Blue on Blue – One Ten East log

One Ten East Logs from the IIOE-2 voyage aboard RV Investigator will be posted on the WAMSI website during the month long voyage.

 

We have had more beautiful deep blue water and amazing cumulus clouds today. The clouds literally forming vertically before our eyes, just gorgeous!
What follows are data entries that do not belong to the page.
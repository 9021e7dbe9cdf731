use particle_core::accumulator::{accumulate_all, ForceField};
use particle_core::integrator::{integrate_all, Motion};
use serde::Serialize;
use std::time::Instant;

use super::Simulation;

/// Summary of one completed tick.
#[derive(Debug, Clone, Copy, PartialEq, Serialize)]
pub struct TickStats {
    pub tick: u64,
    pub particles: usize,
    pub mean_speed: f64,
    /// Editor version of the matrices the tick read.
    pub matrix_version: u64,
    pub duration_us: u64,
}

impl Simulation {
    /// Advances the simulation by one tick.
    ///
    /// The tick runs in two phases on the worker pool, each a full barrier:
    /// 1. Every particle accumulates its velocity change from the positions
    ///    at the start of the tick.
    /// 2. Every particle applies that change, wraps, advances and is damped.
    ///
    /// Phase 1 also adds the pull of the point attractor, when one is set.
    /// The matrices are captured once before phase 1; edits made while the
    /// tick runs are seen by the next tick. A pending rebuild runs first.
    pub fn step(&mut self) -> anyhow::Result<TickStats> {
        if self.rebuild_pending {
            self.rebuild(self.config.world.arrangement)?;
        }

        let start = Instant::now();
        let (matrices, matrix_version) = self.editor.versioned_snapshot();

        let world = &self.config.world;
        let physics = &self.config.physics;
        let field = ForceField {
            matrices: &matrices,
            laws: &self.laws,
            params: self.config.force_params(),
            metric: physics.distance_metric,
            width: world.width,
            height: world.height,
            attractor: self.attractor,
        };
        let motion = Motion {
            speed: physics.speed,
            friction: physics.friction,
            width: world.width,
            height: world.height,
        };
        let min_chunk_len = physics.min_chunk_len;

        let mut deltas = std::mem::take(&mut self.delta_buffer);
        let particles = &mut self.particles;
        self.pool.install(|| {
            accumulate_all(&*particles, &field, min_chunk_len, &mut deltas);
            integrate_all(particles, &deltas, &motion, min_chunk_len);
        });
        self.delta_buffer = deltas;

        self.tick += 1;
        let duration = start.elapsed();
        self.metrics.record_tick(duration, self.particles.len());

        Ok(TickStats {
            tick: self.tick,
            particles: self.particles.len(),
            mean_speed: self.mean_speed(),
            matrix_version,
            duration_us: duration.as_micros() as u64,
        })
    }

    /// Runs `ticks` steps and returns the stats of the last one.
    pub fn run(&mut self, ticks: u64) -> anyhow::Result<Option<TickStats>> {
        let mut last = None;
        for _ in 0..ticks {
            last = Some(self.step()?);
        }
        Ok(last)
    }
}
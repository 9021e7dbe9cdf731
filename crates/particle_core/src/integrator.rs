//! Position integration with wraparound and friction.

use particle_data::Particle;
use rayon::prelude::*;

/// Per-tick integration constants.
#[derive(Debug, Clone, Copy, PartialEq)]
pub struct Motion {
    pub speed: f64,
    pub friction: f64,
    pub width: f64,
    pub height: f64,
}

/// Teleports a particle that left the world to the opposite edge.
///
/// Only one world extent of overshoot is corrected per call.
#[inline]
pub fn wrap(p: &mut Particle, width: f64, height: f64) {
    if p.x < 0.0 {
        p.x = width;
    } else if p.x > width {
        p.x = 0.0;
    }

    if p.y < 0.0 {
        p.y = height;
    } else if p.y > height {
        p.y = 0.0;
    }
}

/// Wrap, advance by `velocity * speed`, then damp velocity by `friction`.
#[inline]
pub fn integrate(p: &mut Particle, motion: &Motion) {
    wrap(p, motion.width, motion.height);

    p.x += p.vx * motion.speed;
    p.y += p.vy * motion.speed;

    p.vx *= motion.friction;
    p.vy *= motion.friction;
}

/// Adds each accumulated delta to its particle's velocity and integrates, in
/// parallel. `deltas` must be index-aligned with `particles`.
pub fn integrate_all(
    particles: &mut [Particle],
    deltas: &[(f64, f64)],
    motion: &Motion,
    min_chunk_len: usize,
) {
    debug_assert_eq!(particles.len(), deltas.len());
    particles
        .par_iter_mut()
        .zip(deltas.par_iter())
        .with_min_len(min_chunk_len.max(1))
        .for_each(|(p, (dvx, dvy))| {
            p.vx += dvx;
            p.vy += dvy;
            integrate(p, motion);
        });
}
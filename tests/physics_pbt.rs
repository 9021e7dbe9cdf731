use particle_data::{Arrangement, ForceLawKind, Particle};
use particle_life_lib::model::arrangement::arrange;
use particle_life_lib::model::config::MatrixConfig;
use particle_life_lib::model::force::{ForceLaw, ForceParams};
use particle_life_lib::model::integrator::{integrate, Motion};
use particle_life_lib::model::matrix::InteractionMatrices;
use proptest::prelude::*;
use rand::SeedableRng;
use rand_chacha::ChaCha8Rng;

prop_compose! {
    fn arb_law()(index in 0usize..ForceLawKind::ALL.len(), seed in any::<u64>()) -> ForceLaw {
        let mut rng = ChaCha8Rng::seed_from_u64(seed);
        ForceLaw::from_kind(ForceLawKind::ALL[index], &mut rng)
    }
}

prop_compose! {
    fn arb_params()(
        repel_radius in 0.0f64..20.0,
        repel_strength in 0.0f64..5.0
    ) -> ForceParams {
        ForceParams { repel_radius, repel_strength }
    }
}

proptest! {
    #![proptest_config(ProptestConfig::with_cases(200))]

    #[test]
    fn test_force_is_finite(
        law in arb_law(),
        params in arb_params(),
        d in 0.0f64..2000.0,
        t in 0u8..8,
        ot in 0u8..8,
        seed in any::<u64>()
    ) {
        let mut rng = ChaCha8Rng::seed_from_u64(seed);
        let config = MatrixConfig {
            attraction: particle_data::MatrixStrategy::Random,
            radii: particle_data::RadiusStrategy::Equal,
            ..Default::default()
        };
        let matrices = InteractionMatrices::generate(8, &config, &mut rng);
        let f = law.force(d, t, ot, &matrices, &params);
        prop_assert!(f.is_finite(), "{law:?} at d={d} gave {f}");
    }

    #[test]
    fn test_arrangements_respect_type_count(
        index in 0usize..Arrangement::ALL.len(),
        count in 1usize..400,
        type_count in 1usize..=32,
        seed in any::<u64>()
    ) {
        let mut rng = ChaCha8Rng::seed_from_u64(seed);
        let arrangement = Arrangement::ALL[index];
        let particles = arrange(arrangement, count, type_count, 500.0, 300.0, &mut rng).unwrap();
        prop_assert!(particles.len() <= count);
        prop_assert!(particles.iter().all(|p| usize::from(p.type_id) < type_count));
        prop_assert!(particles.iter().all(Particle::is_finite));
    }

    #[test]
    fn test_wrapped_position_stays_near_world(
        x in -50.0f64..550.0,
        y in -50.0f64..350.0,
        vx in -5.0f64..5.0,
        vy in -5.0f64..5.0
    ) {
        let motion = Motion { speed: 1.0, friction: 0.999, width: 500.0, height: 300.0 };
        let mut p = Particle::new(x, y, 0).with_velocity(vx, vy);
        integrate(&mut p, &motion);
        prop_assert!((-5.0..=505.0).contains(&p.x), "x={x} moved to {}", p.x);
        prop_assert!((-5.0..=305.0).contains(&p.y), "y={y} moved to {}", p.y);
        if (0.0..=500.0).contains(&x) {
            prop_assert!((p.x - (x + vx)).abs() < 1e-9);
        }
    }
}
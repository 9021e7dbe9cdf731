use anyhow::Context;
use particle_core::arrangement::arrange;
use particle_core::force::ForceLawTable;
use particle_core::{AppConfig, InteractionMatrices, MatrixEditor, Metrics};
use particle_data::Arrangement;
use rand::{Rng, SeedableRng};
use rand_chacha::ChaCha8Rng;

use super::Simulation;

fn build_pool(workers: usize) -> anyhow::Result<rayon::ThreadPool> {
    rayon::ThreadPoolBuilder::new()
        .num_threads(workers)
        .thread_name(|i| format!("particle-worker-{i}"))
        .build()
        .context("failed to build tick worker pool")
}

impl Simulation {
    /// Validates `config`, generates the matrices and force laws, and
    /// populates the particle store with the configured arrangement.
    pub fn new(config: AppConfig) -> anyhow::Result<Self> {
        config.validate()?;

        let mut rng = if let Some(seed) = config.world.seed {
            ChaCha8Rng::seed_from_u64(seed)
        } else {
            ChaCha8Rng::from_entropy()
        };

        let max_types = config.world.max_types;
        let matrices = InteractionMatrices::generate(max_types, &config.matrix, &mut rng);
        let laws = ForceLawTable::uniform(config.physics.force_law, max_types, &mut rng);
        let editor = MatrixEditor::new(matrices, config.matrix.clone(), rng.gen()).into_handle();
        let pool = build_pool(config.physics.workers)?;

        tracing::info!(
            fingerprint = %config.fingerprint(),
            types = config.world.type_count,
            particles = config.world.particle_count,
            force_law = %config.physics.force_law,
            metric = %config.physics.distance_metric,
            workers = pool.current_num_threads(),
            "Simulation created"
        );

        let mut sim = Self {
            tick: 0,
            config,
            particles: Vec::new(),
            editor,
            laws,
            rng,
            pool,
            metrics: Metrics::new(),
            rebuild_pending: false,
            attractor: None,
            delta_buffer: Vec::new(),
        };
        sim.rebuild(sim.config.world.arrangement)?;
        Ok(sim)
    }

    /// Replaces the whole configuration.
    ///
    /// Scalar physics changes apply on the next tick. Count, extent or
    /// arrangement changes mark a rebuild for the next tick. A matrix is
    /// regenerated only when its strategy, distribution or strategy constants
    /// change; edit-only settings keep the published matrices. A force law
    /// change gives every type a fresh law instance. `max_types` is fixed for
    /// the lifetime of the simulation. On error nothing is changed.
    pub fn configure(&mut self, config: AppConfig) -> anyhow::Result<()> {
        config.validate()?;
        anyhow::ensure!(
            config.world.max_types == self.config.world.max_types,
            "Max types is fixed at {} for this simulation",
            self.config.world.max_types
        );
        let pool = if config.physics.workers != self.config.physics.workers {
            Some(build_pool(config.physics.workers)?)
        } else {
            None
        };

        let old = std::mem::replace(&mut self.config, config);
        let new = &self.config;

        if new.matrix != old.matrix {
            self.editor.set_config(new.matrix.clone(), &mut self.rng);
        }
        if new.physics.force_law != old.physics.force_law {
            self.laws =
                ForceLawTable::uniform(new.physics.force_law, new.world.max_types, &mut self.rng);
        }
        if let Some(pool) = pool {
            self.pool = pool;
        }
        if new.world != old.world {
            self.rebuild_pending = true;
        }

        tracing::info!(
            fingerprint = %self.config.fingerprint(),
            rebuild_pending = self.rebuild_pending,
            workers = self.pool.current_num_threads(),
            "Simulation reconfigured"
        );
        Ok(())
    }

    /// Discards every particle and repopulates the store with `arrangement`
    /// using the configured counts and world extent.
    pub fn rebuild(&mut self, arrangement: Arrangement) -> anyhow::Result<()> {
        let world = &self.config.world;
        self.particles = arrange(
            arrangement,
            world.particle_count,
            world.type_count,
            world.width,
            world.height,
            &mut self.rng,
        )?;
        self.config.world.arrangement = arrangement;
        self.rebuild_pending = false;
        self.metrics.increment_counter("rebuilds");

        tracing::info!(
            arrangement = %arrangement,
            requested = self.config.world.particle_count,
            produced = self.particles.len(),
            "Particle store rebuilt"
        );
        Ok(())
    }
}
– Captain Micheline Jenner 

 

 

Log from One Ten East

 

The RV Investigator is currently undertaking oceanographic research along the 110°E meridian off Western Australia as part of the second International Indian Ocean Expedition. The voyage is led by Professor Lynnath Beckley of Murdoch University and the research is supported by a grant of sea time on RV Investigator from the CSIRO Marine National Facility.

 

Date: June 04, 2019

Time:  1200 AWST

Latitude: 12.5°S

Longitude: 110°E

Wind direction: E     

Wind speed: 12 knots

Swell direction: SE 2m

Depth: 4738 m

Air temperature: 27°C

Sea temperature: 28°C

Notes: We have seen a white-tailed tropicbird, a frigate and two golden bosun birds! We are really in the tropics!

 

Blue on Blue

By Micheline Jenner AM and Curt Jenner AM

Despite their huge size, blue whales are remarkably elusive. Criss-crossing the world’s oceans as part of their life cycle, these days, they are hard to find. Being so large–in fact, the largest animals on earth, blue whales were once the most desired target species for 19th and 20th century whalers. The effort outlaid to chase and capture a whale, known as the catch-per-unit effort was categorized by the whalers as a “1” for a blue whale. The smaller humpback whale was classed as a “4”, indicating that it took four humpback whales to provide the same amount of oil as one prized blue. Alarmingly, in their efforts to provide for lighting of motherland lamps, produce lipstick, wear fine corsets, consume margarine and shade with umbrellas, whalers killed 202,000 to 311,000 Antarctic blue whales and 13,000 pygmy blue whales.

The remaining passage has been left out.